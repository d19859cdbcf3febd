//! End-to-end tests for the snapshot pipeline
//!
//! Tiles go through normalization, grid composition, palette encoding and the
//! size guard; the resulting PNG is decoded back and inspected.

use std::cell::RefCell;

use gridsnap::encode::{EncodedPng, SnapshotEncoder};
use gridsnap::error::{Result, SnapshotError};
use gridsnap::grid::GridLayout;
use gridsnap::guard::{EncodeAttempt, SizeGuard};
use gridsnap::snapshot::{SnapshotBuilder, SnapshotHash};
use gridsnap::tile::{decode_tile, Tile};
use image::{Rgba, RgbaImage};

const RED: Rgba<u8> = Rgba([255, 0, 0, 255]);
const GREEN: Rgba<u8> = Rgba([0, 255, 0, 255]);
const BLUE: Rgba<u8> = Rgba([0, 0, 255, 255]);
const YELLOW: Rgba<u8> = Rgba([255, 255, 0, 255]);

fn decode(png: &[u8]) -> RgbaImage {
    image::load_from_memory(png).expect("snapshot should be a valid PNG").to_rgba8()
}

/// Deterministic per-pixel noise, the worst case for compression.
fn noise_tile(seed: u32) -> Tile {
    let mut state = seed.wrapping_mul(2_654_435_761).max(1);
    let image = RgbaImage::from_fn(24, 24, |_, _| {
        state ^= state << 13;
        state ^= state >> 17;
        state ^= state << 5;
        let [r, g, b, _] = state.to_le_bytes();
        Rgba([r, g, b, 255])
    });
    Tile::normalize(&image).expect("24x24 should normalize")
}

fn nine_colors() -> Vec<Rgba<u8>> {
    vec![
        RED,
        GREEN,
        BLUE,
        YELLOW,
        Rgba([255, 0, 255, 255]),
        Rgba([0, 255, 255, 255]),
        Rgba([255, 255, 255, 255]),
        Rgba([0, 0, 0, 255]),
        Rgba([128, 64, 32, 255]),
    ]
}

fn block_is(image: &RgbaImage, x0: u32, y0: u32, size: u32, color: Rgba<u8>) -> bool {
    (y0..y0 + size).all(|y| (x0..x0 + size).all(|x| *image.get_pixel(x, y) == color))
}

#[test]
fn test_three_by_three_solid_tiles() {
    let colors = nine_colors();
    let slots: Vec<Option<Tile>> = colors.iter().map(|&c| Some(Tile::solid(c))).collect();
    let layout = GridLayout::new(3, 3).expect("3x3 is a valid grid");

    let snapshot = SnapshotBuilder::new(layout).target(432).palette_size(32).build(&slots).unwrap();

    assert_eq!((snapshot.width, snapshot.height), (432, 432));
    assert!(snapshot.png.len() <= 180_000);
    assert!(snapshot.attempts.is_empty());

    let image = decode(&snapshot.png);
    assert_eq!(image.dimensions(), (432, 432));
    for (i, &color) in colors.iter().enumerate() {
        let (row, col) = (i as u32 / 3, i as u32 % 3);
        assert!(
            block_is(&image, col * 144, row * 144, 144, color),
            "tile {} should fill a 144x144 block with {:?}",
            i,
            color
        );
    }
}

#[test]
fn test_two_by_two_row_major_placement() {
    let slots = vec![
        Some(Tile::solid(RED)),
        Some(Tile::solid(GREEN)),
        Some(Tile::solid(BLUE)),
        Some(Tile::solid(YELLOW)),
    ];
    let layout = GridLayout::new(2, 2).unwrap();
    let snapshot = SnapshotBuilder::new(layout).build(&slots).unwrap();

    // 48px canvas * 9 = 432
    let image = decode(&snapshot.png);
    assert_eq!(image.dimensions(), (432, 432));
    assert_eq!(*image.get_pixel(0, 0), RED);
    assert_eq!(*image.get_pixel(300, 0), GREEN);
    assert_eq!(*image.get_pixel(0, 300), BLUE);
    assert_eq!(*image.get_pixel(300, 300), YELLOW);
}

#[test]
fn test_pipeline_is_deterministic() {
    let slots: Vec<Option<Tile>> = (0..6).map(|i| Some(noise_tile(i + 1))).collect();
    let layout = GridLayout::new(2, 3).unwrap();
    let builder = SnapshotBuilder::new(layout).palette_size(16);

    let first = builder.build(&slots).unwrap();
    let second = builder.build(&slots).unwrap();
    assert_eq!(first.png, second.png);
}

#[test]
fn test_empty_cells_are_transparent_or_background() {
    let slots = vec![Some(Tile::solid(RED)), None];
    let layout = GridLayout::new(1, 2).unwrap();

    let clear = SnapshotBuilder::new(layout).build(&slots).unwrap();
    let image = decode(&clear.png);
    assert_eq!((clear.width, clear.height), (432, 216));
    assert_eq!(*image.get_pixel(100, 100), RED);
    assert_eq!(image.get_pixel(300, 100)[3], 0);

    let filled = SnapshotBuilder::new(layout).background(Some(BLUE)).build(&slots).unwrap();
    let image = decode(&filled.png);
    assert_eq!(*image.get_pixel(300, 100), BLUE);
}

#[test]
fn test_normalize_source_sizes() {
    let pattern = |w: u32, h: u32| {
        RgbaImage::from_fn(w, h, |x, y| Rgba([(x % 256) as u8, (y % 256) as u8, 7, 255]))
    };

    let exact = pattern(24, 24);
    assert_eq!(Tile::normalize(&exact).unwrap().image(), &exact);

    let tile = Tile::normalize(&pattern(25, 25)).unwrap();
    assert_eq!(tile.image().dimensions(), (24, 24));
    assert_eq!(*tile.image().get_pixel(23, 23), Rgba([23, 23, 7, 255]));
    assert_eq!(*tile.image().get_pixel(12, 0), Rgba([12, 0, 7, 255]));

    let tile = Tile::normalize(&pattern(10, 10)).unwrap();
    assert_eq!(tile.image().dimensions(), (24, 24));
    assert_eq!(*tile.image().get_pixel(23, 23), Rgba([9, 9, 7, 255]));

    let tile = Tile::normalize(&pattern(100, 50)).unwrap();
    assert_eq!(tile.image().dimensions(), (24, 24));
    // x: floor(23 * 100 / 24) = 95, y: floor(23 * 50 / 24) = 47
    assert_eq!(*tile.image().get_pixel(23, 23), Rgba([95, 47, 7, 255]));
}

#[test]
fn test_decode_tile_rejects_garbage() {
    let result = decode_tile(b"definitely not an image", "https://example.invalid/1.png");
    match result {
        Err(SnapshotError::Decode { origin, .. }) => {
            assert_eq!(origin, "https://example.invalid/1.png")
        }
        other => panic!("expected decode error, got {:?}", other),
    }
}

/// Encoder with canned sizes that records every call.
struct RecordingEncoder {
    size_for: fn(u32, usize) -> usize,
    calls: RefCell<Vec<(u32, usize)>>,
}

impl RecordingEncoder {
    fn new(size_for: fn(u32, usize) -> usize) -> Self {
        Self { size_for, calls: RefCell::new(Vec::new()) }
    }
}

impl SnapshotEncoder for RecordingEncoder {
    fn encode(&self, _base: &RgbaImage, target: u32, palette_size: usize) -> Result<EncodedPng> {
        self.calls.borrow_mut().push((target, palette_size));
        Ok(EncodedPng {
            bytes: vec![0; (self.size_for)(target, palette_size)],
            width: target,
            height: target,
            palette_len: palette_size,
        })
    }
}

#[test]
fn test_builder_degrades_target_then_palette() {
    let encoder = RecordingEncoder::new(|target, palette| match (target, palette) {
        (576, _) => 250_000,
        (432, 32) => 190_000,
        (432, 24) => 170_000,
        _ => 1,
    });
    let slots = vec![Some(Tile::solid(RED))];
    let layout = GridLayout::new(1, 1).unwrap();

    let snapshot = SnapshotBuilder::new(layout)
        .target(576)
        .hash(SnapshotHash([3; 32]))
        .build_with(&encoder, &slots)
        .unwrap();

    assert_eq!(*encoder.calls.borrow(), vec![(576, 32), (432, 32), (432, 24)]);
    assert_eq!(snapshot.target, 432);
    assert_eq!(snapshot.palette_size, 24);
    assert_eq!(snapshot.png.len(), 170_000);
    assert_eq!(snapshot.hash, SnapshotHash([3; 32]));
    assert_eq!(
        snapshot.attempts,
        vec![
            EncodeAttempt { target: 432, palette_size: 32, bytes: 190_000 },
            EncodeAttempt { target: 432, palette_size: 24, bytes: 170_000 },
        ]
    );
}

#[test]
fn test_builder_never_retries_above_requested_palette() {
    let encoder = RecordingEncoder::new(|_, palette| if palette <= 8 { 40_000 } else { 200_000 });
    let slots = vec![Some(Tile::solid(RED))];
    let layout = GridLayout::new(1, 1).unwrap();

    let snapshot =
        SnapshotBuilder::new(layout).palette_size(16).build_with(&encoder, &slots).unwrap();

    assert_eq!(*encoder.calls.borrow(), vec![(432, 16), (432, 12), (432, 8)]);
    assert_eq!(snapshot.palette_size, 8);
}

#[test]
fn test_builder_reports_exhaustion() {
    let encoder = RecordingEncoder::new(|_, _| 200_000);
    let slots = vec![Some(Tile::solid(RED))];
    let layout = GridLayout::new(1, 1).unwrap();

    let err = SnapshotBuilder::new(layout).target(576).build_with(&encoder, &slots).unwrap_err();

    assert!(matches!(
        err,
        SnapshotError::CompressionExhausted { cap: 180_000, smallest: 200_000, attempts: 5 }
    ));
    assert_eq!(encoder.calls.borrow().len(), 6);
}

#[test]
fn test_noise_exhausts_tiny_cap() {
    let slots: Vec<Option<Tile>> = (0..9).map(|i| Some(noise_tile(i + 1))).collect();
    let layout = GridLayout::new(3, 3).unwrap();

    let err = SnapshotBuilder::new(layout).guard(SizeGuard::with_cap(500)).build(&slots).unwrap_err();

    match err {
        SnapshotError::CompressionExhausted { cap, smallest, attempts } => {
            assert_eq!(cap, 500);
            assert!(smallest > 500);
            // 432 start: no target drop, one retry per ladder rung
            assert_eq!(attempts, 4);
        }
        other => panic!("expected CompressionExhausted, got {:?}", other),
    }
}

#[test]
fn test_real_encoder_respects_default_cap() {
    let slots: Vec<Option<Tile>> = (0..16).map(|i| Some(noise_tile(i + 1))).collect();
    let layout = GridLayout::new(4, 4).unwrap();

    let snapshot = SnapshotBuilder::new(layout).target(576).build(&slots).unwrap();

    assert!(snapshot.png.len() <= 180_000);
    let image = decode(&snapshot.png);
    assert_eq!(image.dimensions(), (snapshot.width, snapshot.height));
    assert_eq!(snapshot.width, snapshot.target);
}

#[test]
fn test_payload_matches_snapshot() {
    let slots = vec![Some(Tile::solid(GREEN))];
    let snapshot = SnapshotBuilder::new(GridLayout::new(1, 1).unwrap()).build(&slots).unwrap();
    let payload = snapshot.payload();

    assert_eq!(payload.bytes, snapshot.png.len());
    assert_eq!(payload.png, format!("0x{}", hex::encode(&snapshot.png)));
    assert!(payload.png.starts_with("0x89504e47"));

    let json = serde_json::to_string(&payload).unwrap();
    let back: gridsnap::snapshot::SnapshotPayload = serde_json::from_str(&json).unwrap();
    assert_eq!(back, payload);
}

+-------+

| EXERCISE REQUIREMENTS |
Select the lines in this material that hold the word "clear", leaving none out.

| SOLUTION BELOW |
    let clear = SnapshotBuilder::new(layout).build(&slots).unwrap();
    let image = decode(&clear.png);
    assert_eq!((clear.width, clear.height), (432, 216));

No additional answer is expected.